Sometimes it feels like the publishing industry is besieged with scam artists and con merchants, eager to part the unwary storyteller from their cash with promises of quality and exposure. Crafted with not an once of substance, these promises seduce the writer into believing that their novel is special, and that against all evidence to the contrary, their novel will sell by the bucket-load. Once an Indie Author has been around the block, however, it becomes easy to go too far down the road of cynicism, and respond to every new opportunity with the worn refrain: “What’s the catch?”

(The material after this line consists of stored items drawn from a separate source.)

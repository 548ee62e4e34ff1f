use async_trait::async_trait;
use sqlx::{Row, SqlitePool, sqlite::SqliteRow};

use super::filter::{Bind, order_keyword, write_predicate};
use crate::{
    domain::{
        entities::{
            book::{Book, BookChanges, GenreRef, NewBook},
            query::{BookPredicate, SortDirection},
        },
        repositories::book::{BookRepository, BookRepositoryError},
    },
    infrastructure::database::Pool,
};

const BOOK_SELECT: &str = r#"SELECT
    book.id,
    book.title,
    book.alt_title,
    book.cover,
    book.author,
    book.artist,
    book.synopsis,
    book.status,
    book.book_type,
    book.created_at,
    (SELECT JSON_GROUP_ARRAY(JSON_OBJECT('id', genre.id, 'name', genre.name))
        FROM genre
        JOIN book_genre ON book_genre.genre_id = genre.id
        WHERE book_genre.book_id = book.id) genres,
    (SELECT JSON_GROUP_ARRAY(JSON_OBJECT(
            'id', chapter.id,
            'number', chapter.number,
            'volume', chapter.volume,
            'name', chapter.name,
            'book_id', chapter.book_id,
            'thumbnail', chapter.thumbnail,
            'created_at', STRFTIME('%Y-%m-%dT%H:%M:%f', chapter.created_at)))
        FROM chapter
        WHERE chapter.book_id = book.id) chapters
    FROM book"#;

#[derive(Clone)]
pub struct BookRepositoryImpl {
    pool: Pool,
}

impl BookRepositoryImpl {
    pub fn new<P: Into<Pool>>(pool: P) -> Self {
        Self { pool: pool.into() }
    }
}

fn row_to_book(row: &SqliteRow) -> Book {
    Book {
        id: row.get(0),
        title: row.get(1),
        alt_title: row.get(2),
        cover: row.get(3),
        author: row.get(4),
        artist: row.get(5),
        synopsis: row.get(6),
        status: row.get(7),
        kind: row.get(8),
        created_at: row.get(9),
        genres: serde_json::from_str(row.get::<String, _>(10).as_str()).unwrap_or_default(),
        chapters: serde_json::from_str(row.get::<String, _>(11).as_str()).unwrap_or_default(),
    }
}

#[async_trait]
impl BookRepository for BookRepositoryImpl {
    async fn insert_book(&self, book: NewBook) -> Result<Book, BookRepositoryError> {
        let mut tx = self.pool.begin().await?;

        let book_id = sqlx::query(
            r#"INSERT INTO book(
                title,
                alt_title,
                cover,
                author,
                artist,
                synopsis,
                status,
                book_type
            ) VALUES (?, ?, ?, ?, ?, ?, ?, ?)"#,
        )
        .bind(&book.title)
        .bind(&book.alt_title)
        .bind(&book.cover)
        .bind(&book.author)
        .bind(&book.artist)
        .bind(&book.synopsis)
        .bind(&book.status)
        .bind(&book.kind)
        .execute(&mut *tx)
        .await?
        .last_insert_rowid();

        for genre_id in &book.genre_ids {
            sqlx::query(r#"INSERT INTO book_genre(book_id, genre_id) VALUES (?, ?)"#)
                .bind(book_id)
                .bind(genre_id)
                .execute(&mut *tx)
                .await?;
        }

        tx.commit().await?;

        self.get_book_by_id(book_id).await
    }

    async fn get_book_by_id(&self, id: i64) -> Result<Book, BookRepositoryError> {
        let query = format!("{BOOK_SELECT} WHERE book.id = ?");
        let row = sqlx::query(&query)
            .bind(id)
            .fetch_optional(&self.pool as &SqlitePool)
            .await?
            .ok_or(BookRepositoryError::NotFound)?;

        Ok(row_to_book(&row))
    }

    async fn find_books(
        &self,
        filter: Option<&BookPredicate>,
        sort: SortDirection,
        offset: i64,
        limit: i64,
    ) -> Result<Vec<Book>, BookRepositoryError> {
        let mut sql = BOOK_SELECT.to_string();
        let mut binds = vec![];
        if let Some(filter) = filter {
            sql.push_str(" WHERE ");
            write_predicate(filter, &mut sql, &mut binds);
        }
        sql.push_str(" ORDER BY book.created_at ");
        sql.push_str(order_keyword(sort));
        sql.push_str(" LIMIT ? OFFSET ?");

        let mut query = sqlx::query(&sql);
        for bind in &binds {
            query = match bind {
                Bind::Int(value) => query.bind(value),
                Bind::Text(value) => query.bind(value),
            };
        }

        let books = query
            .bind(limit)
            .bind(offset)
            .fetch_all(&self.pool as &SqlitePool)
            .await?
            .iter()
            .map(row_to_book)
            .collect();

        Ok(books)
    }

    async fn count_books(
        &self,
        filter: Option<&BookPredicate>,
    ) -> Result<i64, BookRepositoryError> {
        let mut sql = "SELECT COUNT(1) FROM book".to_string();
        let mut binds = vec![];
        if let Some(filter) = filter {
            sql.push_str(" WHERE ");
            write_predicate(filter, &mut sql, &mut binds);
        }

        let mut query = sqlx::query(&sql);
        for bind in &binds {
            query = match bind {
                Bind::Int(value) => query.bind(value),
                Bind::Text(value) => query.bind(value),
            };
        }

        let row = query.fetch_one(&self.pool as &SqlitePool).await?;

        Ok(row.get(0))
    }

    async fn update_book(
        &self,
        id: i64,
        changes: BookChanges,
    ) -> Result<Book, BookRepositoryError> {
        let mut column_to_update = vec![];
        let mut values = vec![];
        let columns = [
            ("title = ?", &changes.title),
            ("alt_title = ?", &changes.alt_title),
            ("cover = ?", &changes.cover),
            ("author = ?", &changes.author),
            ("artist = ?", &changes.artist),
            ("synopsis = ?", &changes.synopsis),
            ("status = ?", &changes.status),
            ("book_type = ?", &changes.kind),
        ];
        for (clause, value) in columns {
            if let Some(value) = value {
                column_to_update.push(clause);
                values.push(value);
            }
        }

        let mut tx = self.pool.begin().await?;

        if !column_to_update.is_empty() {
            let query = format!(
                r#"UPDATE book SET
                    {}
                    WHERE id = ?"#,
                column_to_update.join(",")
            );

            let mut query = sqlx::query(&query);
            for value in values {
                query = query.bind(value);
            }
            query.bind(id).execute(&mut *tx).await?;
        }

        if let Some(genre_ids) = &changes.genre_ids {
            sqlx::query(r#"DELETE FROM book_genre WHERE book_id = ?"#)
                .bind(id)
                .execute(&mut *tx)
                .await?;
            for genre_id in genre_ids {
                sqlx::query(r#"INSERT INTO book_genre(book_id, genre_id) VALUES (?, ?)"#)
                    .bind(id)
                    .bind(genre_id)
                    .execute(&mut *tx)
                    .await?;
            }
        }

        tx.commit().await?;

        self.get_book_by_id(id).await
    }

    async fn delete_book(&self, id: i64) -> Result<u64, BookRepositoryError> {
        let rows_affected = sqlx::query(r#"DELETE FROM book WHERE id = ?"#)
            .bind(id)
            .execute(&self.pool as &SqlitePool)
            .await?
            .rows_affected();

        Ok(rows_affected)
    }

    async fn get_genres_by_ids(&self, ids: &[i64]) -> Result<Vec<GenreRef>, BookRepositoryError> {
        if ids.is_empty() {
            return Ok(vec![]);
        }

        let query_str = format!(
            r#"SELECT id, name FROM genre WHERE id IN ({})"#,
            vec!["?"; ids.len()].join(",")
        );
        let mut query = sqlx::query(&query_str);
        for id in ids {
            query = query.bind(id);
        }

        let genres = query
            .fetch_all(&self.pool as &SqlitePool)
            .await?
            .iter()
            .map(|row| GenreRef {
                id: row.get(0),
                name: row.get(1),
            })
            .collect();

        Ok(genres)
    }
}

#[cfg(test)]
mod test {
    use super::*;
    use crate::domain::entities::query::BookQuery;
    use sqlx::sqlite::SqlitePoolOptions;

    async fn memory_pool() -> Pool {
        let pool = SqlitePoolOptions::new()
            .max_connections(1)
            .connect("sqlite::memory:")
            .await
            .unwrap();
        sqlx::migrate!("./migrations").run(&pool).await.unwrap();

        Pool::from(pool)
    }

    async fn seed_genre(pool: &Pool, name: &str) -> i64 {
        sqlx::query("INSERT INTO genre(name) VALUES (?)")
            .bind(name)
            .execute(pool as &SqlitePool)
            .await
            .unwrap()
            .last_insert_rowid()
    }

    fn new_book(title: &str, author: Option<&str>, genre_ids: Vec<i64>) -> NewBook {
        NewBook {
            title: title.to_string(),
            author: author.map(str::to_string),
            genre_ids,
            ..Default::default()
        }
    }

    #[tokio::test]
    async fn test_insert_and_fetch_round_trip() {
        let pool = memory_pool().await;
        let repo = BookRepositoryImpl::new(pool.clone());

        let action = seed_genre(&pool, "action").await;
        let isekai = seed_genre(&pool, "isekai").await;

        let inserted = repo
            .insert_book(NewBook {
                title: "Solo Leveling".to_string(),
                alt_title: Some("Na Honjaman Lebel-eob".to_string()),
                author: Some("Chugong".to_string()),
                genre_ids: vec![action, isekai],
                ..Default::default()
            })
            .await
            .unwrap();

        sqlx::query(
            "INSERT INTO chapter(book_id, number, name, pages) VALUES (?, ?, ?, ?)",
        )
        .bind(inserted.id)
        .bind(1.0)
        .bind("Prologue")
        .bind(r#"["https://img.example.com/1.png"]"#)
        .execute(&pool as &SqlitePool)
        .await
        .unwrap();

        let book = repo.get_book_by_id(inserted.id).await.unwrap();
        assert_eq!(book.title, "Solo Leveling");
        assert_eq!(book.alt_title.as_deref(), Some("Na Honjaman Lebel-eob"));
        let mut genre_ids: Vec<i64> = book.genres.iter().map(|genre| genre.id).collect();
        genre_ids.sort_unstable();
        assert_eq!(genre_ids, vec![action, isekai]);
        assert_eq!(book.chapters.len(), 1);
        assert_eq!(book.chapters[0].number, 1.0);
        assert_eq!(book.chapters[0].name.as_deref(), Some("Prologue"));
        assert_eq!(book.chapters[0].book_id, inserted.id);
    }

    #[tokio::test]
    async fn test_missing_book_is_not_found() {
        let pool = memory_pool().await;
        let repo = BookRepositoryImpl::new(pool);

        assert!(matches!(
            repo.get_book_by_id(404).await,
            Err(BookRepositoryError::NotFound)
        ));
    }

    #[tokio::test]
    async fn test_existential_genre_filter_and_count() {
        let pool = memory_pool().await;
        let repo = BookRepositoryImpl::new(pool.clone());

        let action = seed_genre(&pool, "action").await;
        let isekai = seed_genre(&pool, "isekai").await;

        let both = repo
            .insert_book(new_book("Both", None, vec![action, isekai]))
            .await
            .unwrap();
        let one = repo
            .insert_book(new_book("One", None, vec![action]))
            .await
            .unwrap();
        repo.insert_book(new_book("None", None, vec![]))
            .await
            .unwrap();

        let query = BookQuery {
            genre_ids: vec![action, isekai],
            ..Default::default()
        };
        let filter = query.filter().unwrap();

        let found = repo
            .find_books(Some(&filter), SortDirection::Desc, 0, 10)
            .await
            .unwrap();
        let mut found_ids: Vec<i64> = found.iter().map(|book| book.id).collect();
        found_ids.sort_unstable();
        assert_eq!(found_ids, vec![both.id, one.id]);

        assert_eq!(repo.count_books(Some(&filter)).await.unwrap(), 2);
        assert_eq!(repo.count_books(None).await.unwrap(), 3);
    }

    #[tokio::test]
    async fn test_text_filter_matches_any_of_the_four_columns() {
        let pool = memory_pool().await;
        let repo = BookRepositoryImpl::new(pool);

        let titled = repo
            .insert_book(new_book("NARUTO", None, vec![]))
            .await
            .unwrap();
        let authored = repo
            .insert_book(new_book("Bleach", Some("Kishimoto"), vec![]))
            .await
            .unwrap();
        repo.insert_book(new_book("One Piece", Some("Oda"), vec![]))
            .await
            .unwrap();

        let query = BookQuery {
            search: Some("naruto".to_string()),
            creator: Some("kishimoto".to_string()),
            ..Default::default()
        };
        let filter = query.filter().unwrap();

        let found = repo
            .find_books(Some(&filter), SortDirection::Desc, 0, 10)
            .await
            .unwrap();
        let mut found_ids: Vec<i64> = found.iter().map(|book| book.id).collect();
        found_ids.sort_unstable();
        assert_eq!(found_ids, vec![titled.id, authored.id]);
    }

    #[tokio::test]
    async fn test_update_replaces_genre_set() {
        let pool = memory_pool().await;
        let repo = BookRepositoryImpl::new(pool.clone());

        let action = seed_genre(&pool, "action").await;
        let romance = seed_genre(&pool, "romance").await;

        let book = repo
            .insert_book(new_book("86", Some("Asato Asato"), vec![action]))
            .await
            .unwrap();

        let updated = repo
            .update_book(
                book.id,
                BookChanges {
                    title: Some("86: Eighty-Six".to_string()),
                    genre_ids: Some(vec![romance]),
                    ..Default::default()
                },
            )
            .await
            .unwrap();

        assert_eq!(updated.title, "86: Eighty-Six");
        assert_eq!(updated.author.as_deref(), Some("Asato Asato"));
        let genre_ids: Vec<i64> = updated.genres.iter().map(|genre| genre.id).collect();
        assert_eq!(genre_ids, vec![romance]);
    }

    #[tokio::test]
    async fn test_get_genres_by_ids_skips_unknown() {
        let pool = memory_pool().await;
        let repo = BookRepositoryImpl::new(pool.clone());

        let action = seed_genre(&pool, "action").await;

        let genres = repo.get_genres_by_ids(&[action, 999]).await.unwrap();
        assert_eq!(genres.len(), 1);
        assert_eq!(genres[0].name, "action");

        assert!(repo.get_genres_by_ids(&[]).await.unwrap().is_empty());
    }
}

Thus, our first stop in this edition of Indie News Beat is this story on The Bookseller, which reports that unpublished authors will be given a shot at pitching their work to agents at next month’s London Book Fair. On offer is a 15-minute spot, predictably called “The LitFactor Pitch”, to talk directly to one of several London literary agents and “receive advice on style, content and presentation.”
The article claims that the 15-minute slots are offered free of charge, on a first-come, first-served basis, but I think it’s worth noting that this “AuthorLounge” agent meet-up will be curated by a marketing outfit called Authoright, whose website shows that it’s the marketing arm of Authonomy. You can see a pattern in their word formation there, can’t you? So, if you’re in AuthoLondon next Authomonth, from 15th to 17th, and you feel like putting your best authowork in front of some experienced agents, it could be the thing for you, even if the agents end up telling you that your authobook is a steaming pile of authomanure, because you didn’t publish with Authonomy.
Elsewhere in the news, Amazon has upset even more people by making a “land-grab” for new domain names. As part of the long-awaited expansion of the web’s addressing scheme, new, top-level domains (TLDs) will shortly become available. This story on eWeek explains that Amazon is leading the pack to take control of addresses ending in “.book”, “.read” and “.author”.
As the story points out, this is not how TLDs are supposed to be used, and the Internet Corporation for Assigned Names and Numbers (ICANN) has been besieged by other market players with demands to prevent Amazon gaining control of these TLDs. Barnes and Noble wrote a letter to ICANN claiming that the result would be “disastrous”, and that “placing such generic domains in private hands is plainly anti-competitive, allowing already dominant, well-capitalized companies to expand and entrench their market power. The potential for abuse seems limitless.”
They do make a strong case: ICANN itself describes one of its key responsibilities as “introducing and promoting competition in the registration of domain names.” The point here is that TLDs fall into two groups: closed brand names (e.g. “.amazon”, “.gap”), and generic names. As the Barnes and Noble letter points out, Amazon disregarded ICANN’s guidelines to make a grab for generic TLDs which, if granted, will mean that no one will be able to register a second-level domain without Amazon’s permission.
Amazon isn’t the only giant swishing its gnarled hands to snatch at bright and pretty things, as Google has applied for ownership of 101 TLDs, including “.dog”, “.baby” and “.kid” Now that the period for lodging objections with ICANN has closed, we have to wait and see on whose side ICANN comes down. Watch this space.